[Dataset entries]

◇ ◇ ◇

//! Seed the product catalog from a YAML file.
//!
//! ```yaml
//! products:
//!   - name: Ceramic Mug
//!     price: 12.5
//!     category: kitchen
//!     stock: 40
//!     thumbnails: [/static/img/mug.jpg]
//! ```
//!
//! Every product is validated before the database is touched.

use std::path::Path;

use serde::Deserialize;
use tienda_storefront::db::{PgProductStore, ProductStore};
use tienda_storefront::models::ProductFields;
use tracing::{error, info};

use super::{CommandError, connect};

/// Top-level structure of a seed file.
#[derive(Debug, Deserialize)]
pub struct SeedFile {
    pub products: Vec<ProductFields>,
}

impl SeedFile {
    /// Parse seed YAML.
    ///
    /// # Errors
    ///
    /// Returns `CommandError::Yaml` if the document does not match the format.
    pub fn parse(content: &str) -> Result<Self, CommandError> {
        Ok(serde_yaml::from_str(content)?)
    }

    /// Validation failures as `(index, message)` pairs.
    #[must_use]
    pub fn validate(&self) -> Vec<(usize, String)> {
        self.products
            .iter()
            .enumerate()
            .filter_map(|(i, fields)| fields.validate().err().map(|e| (i, e.to_string())))
            .collect()
    }
}

/// Insert every product in `file_path`.
///
/// # Errors
///
/// Returns `CommandError` if the file is unreadable or invalid, or if a
/// database operation fails.
pub async fn products(file_path: &Path, clear_existing: bool) -> Result<(), CommandError> {
    info!(path = %file_path.display(), "Loading products from file");

    let content = tokio::fs::read_to_string(file_path)
        .await
        .map_err(|source| CommandError::Io {
            path: file_path.display().to_string(),
            source,
        })?;
    let seed = SeedFile::parse(&content)?;

    let errors = seed.validate();
    if !errors.is_empty() {
        error!("Seed validation failed:");
        for (index, message) in &errors {
            error!("  - product #{index}: {message}");
        }
        return Err(CommandError::InvalidSeed(errors.len()));
    }
    info!(products = seed.products.len(), "Seed file validated");

    let pool = connect().await?;

    if clear_existing {
        let removed = sqlx::query("DELETE FROM shop.product")
            .execute(&pool)
            .await?
            .rows_affected();
        info!(removed, "Cleared existing products");
    }

    let store = PgProductStore::new(pool);
    for fields in seed.products {
        let product = store.create(fields).await?;
        info!(product_id = %product.id, name = %product.name, "Inserted product");
    }

    info!("Seeding complete!");
    Ok(())
}

#[cfg(test)]
#[allow(clippy::unwrap_used, clippy::indexing_slicing)]
mod tests {
    use super::*;

    #[test]
    fn test_parse_applies_field_defaults() {
        let seed = SeedFile::parse(
            r"
products:
  - name: Mug
    price: 12.5
    category: kitchen
  - name: Lamp
    price: 40
    category: lighting
    available: false
    stock: 3
    description: Brass desk lamp
",
        )
        .unwrap();

        assert_eq!(seed.products.len(), 2);
        let mug = &seed.products[0];
        assert!(mug.available);
        assert_eq!(mug.stock, 0);
        assert!(mug.thumbnails.is_empty());
        assert!(!seed.products[1].available);
        assert!(seed.validate().is_empty());
    }

    #[test]
    fn test_validate_reports_blank_fields() {
        let seed = SeedFile::parse(
            r#"
products:
  - name: ""
    price: 1
    category: x
"#,
        )
        .unwrap();
        let errors = seed.validate();
        assert_eq!(errors.len(), 1);
        assert_eq!(errors[0].0, 0);
    }

    #[test]
    fn test_negative_price_is_rejected() {
        let result = SeedFile::parse(
            r"
products:
  - name: Bad
    price: -2
    category: x
",
        );
        assert!(result.is_err());
    }
}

◇ ◇ ◇

Assignment
Copy out the full set of records precisely, leaving nothing out.

Exercise answer
//! Seed the product catalog from a YAML file.
//!
//! ```yaml
//! products:
//!   - name: Ceramic Mug
//!     price: 12.5
//!     category: kitchen
//!     stock: 40
//!     thumbnails: [/static/img/mug.jpg]
//! ```
//!
//! Every product is validated before the database is touched.

use std::path::Path;

use serde::Deserialize;
use tienda_storefront::db::{PgProductStore, ProductStore};
use tienda_storefront::models::ProductFields;
use tracing::{error, info};

use super::{CommandError, connect};

/// Top-level structure of a seed file.
#[derive(Debug, Deserialize)]
pub struct SeedFile {
    pub products: Vec<ProductFields>,
}

impl SeedFile {
    /// Parse seed YAML.
    ///
    /// # Errors
    ///
    /// Returns `CommandError::Yaml` if the document does not match the format.
    pub fn parse(content: &str) -> Result<Self, CommandError> {
        Ok(serde_yaml::from_str(content)?)
    }

    /// Validation failures as `(index, message)` pairs.
    #[must_use]
    pub fn validate(&self) -> Vec<(usize, String)> {
        self.products
            .iter()
            .enumerate()
            .filter_map(|(i, fields)| fields.validate().err().map(|e| (i, e.to_string())))
            .collect()
    }
}

/// Insert every product in `file_path`.
///
/// # Errors
///
/// Returns `CommandError` if the file is unreadable or invalid, or if a
/// database operation fails.
pub async fn products(file_path: &Path, clear_existing: bool) -> Result<(), CommandError> {
    info!(path = %file_path.display(), "Loading products from file");

    let content = tokio::fs::read_to_string(file_path)
        .await
        .map_err(|source| CommandError::Io {
            path: file_path.display().to_string(),
            source,
        })?;
    let seed = SeedFile::parse(&content)?;

    let errors = seed.validate();
    if !errors.is_empty() {
        error!("Seed validation failed:");
        for (index, message) in &errors {
            error!("  - product #{index}: {message}");
        }
        return Err(CommandError::InvalidSeed(errors.len()));
    }
    info!(products = seed.products.len(), "Seed file validated");

    let pool = connect().await?;

    if clear_existing {
        let removed = sqlx::query("DELETE FROM shop.product")
            .execute(&pool)
            .await?
            .rows_affected();
        info!(removed, "Cleared existing products");
    }

    let store = PgProductStore::new(pool);
    for fields in seed.products {
        let product = store.create(fields).await?;
        info!(product_id = %product.id, name = %product.name, "Inserted product");
    }

    info!("Seeding complete!");
    Ok(())
}

#[cfg(test)]
#[allow(clippy::unwrap_used, clippy::indexing_slicing)]
mod tests {
    use super::*;

    #[test]
    fn test_parse_applies_field_defaults() {
        let seed = SeedFile::parse(
            r"
products:
  - name: Mug
    price: 12.5
    category: kitchen
  - name: Lamp
    price: 40
    category: lighting
    available: false
    stock: 3
    description: Brass desk lamp
",
        )
        .unwrap();

        assert_eq!(seed.products.len(), 2);
        let mug = &seed.products[0];
        assert!(mug.available);
        assert_eq!(mug.stock, 0);
        assert!(mug.thumbnails.is_empty());
        assert!(!seed.products[1].available);
        assert!(seed.validate().is_empty());
    }

    #[test]
    fn test_validate_reports_blank_fields() {
        let seed = SeedFile::parse(
            r#"
products:
  - name: ""
    price: 1
    category: x
"#,
        )
        .unwrap();
        let errors = seed.validate();
        assert_eq!(errors.len(), 1);
        assert_eq!(errors[0].0, 0);
    }

    #[test]
    fn test_negative_price_is_rejected() {
        let result = SeedFile::parse(
            r"
products:
  - name: Bad
    price: -2
    category: x
",
        );
        assert!(result.is_err());
    }
}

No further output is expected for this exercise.